Start of Records for processing

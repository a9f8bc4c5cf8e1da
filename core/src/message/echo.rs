// Echo suppression: drop inbound PDUs that are our own traffic reflected
// back by the proxy

use parking_lot::Mutex;
use std::collections::VecDeque;
use std::time::Duration;
use tokio::time::Instant;

/// Upper bound on remembered digests
const MAX_TRACKED: usize = 256;

/// Remembers digests of recently sent network PDUs
#[derive(Debug)]
pub struct EchoFilter {
    window: Duration,
    recent: Mutex<VecDeque<(blake3::Hash, Instant)>>,
}

impl EchoFilter {
    pub fn new(window: Duration) -> Self {
        Self {
            window,
            recent: Mutex::new(VecDeque::new()),
        }
    }

    fn prune(recent: &mut VecDeque<(blake3::Hash, Instant)>, window: Duration, now: Instant) {
        while let Some((_, at)) = recent.front() {
            if now.saturating_duration_since(*at) > window || recent.len() > MAX_TRACKED {
                recent.pop_front();
            } else {
                break;
            }
        }
    }

    /// Note a PDU we just sent
    pub fn record(&self, pdu: &[u8]) {
        let now = Instant::now();
        let mut recent = self.recent.lock();
        recent.push_back((blake3::hash(pdu), now));
        Self::prune(&mut recent, self.window, now);
    }

    /// True when `pdu` is byte-identical to something sent within the window
    pub fn is_echo(&self, pdu: &[u8]) -> bool {
        let now = Instant::now();
        let digest = blake3::hash(pdu);
        let mut recent = self.recent.lock();
        Self::prune(&mut recent, self.window, now);
        recent.iter().any(|(h, _)| *h == digest)
    }

    pub fn len(&self) -> usize {
        self.recent.lock().len()
    }

    pub fn is_empty(&self) -> bool {
        self.len() == 0
    }
}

End of Records for processing

### What you should do
Repeat the whole listing exactly, keeping every line intact.

### Task solution
repository a9f8bc4c5cf8e1da
filename core/src/message/echo.rs
// Echo suppression: drop inbound PDUs that are our own traffic reflected
// back by the proxy

use parking_lot::Mutex;
use std::collections::VecDeque;
use std::time::Duration;
use tokio::time::Instant;

/// Upper bound on remembered digests
const MAX_TRACKED: usize = 256;

/// Remembers digests of recently sent network PDUs
#[derive(Debug)]
pub struct EchoFilter {
    window: Duration,
    recent: Mutex<VecDeque<(blake3::Hash, Instant)>>,
}

impl EchoFilter {
    pub fn new(window: Duration) -> Self {
        Self {
            window,
            recent: Mutex::new(VecDeque::new()),
        }
    }

    fn prune(recent: &mut VecDeque<(blake3::Hash, Instant)>, window: Duration, now: Instant) {
        while let Some((_, at)) = recent.front() {
            if now.saturating_duration_since(*at) > window || recent.len() > MAX_TRACKED {
                recent.pop_front();
            } else {
                break;
            }
        }
    }

    /// Note a PDU we just sent
    pub fn record(&self, pdu: &[u8]) {
        let now = Instant::now();
        let mut recent = self.recent.lock();
        recent.push_back((blake3::hash(pdu), now));
        Self::prune(&mut recent, self.window, now);
    }

    /// True when `pdu` is byte-identical to something sent within the window
    pub fn is_echo(&self, pdu: &[u8]) -> bool {
        let now = Instant::now();
        let digest = blake3::hash(pdu);
        let mut recent = self.recent.lock();
        Self::prune(&mut recent, self.window, now);
        recent.iter().any(|(h, _)| *h == digest)
    }

    pub fn len(&self) -> usize {
        self.recent.lock().len()
    }

    pub fn is_empty(&self) -> bool {
        self.len() == 0
    }
}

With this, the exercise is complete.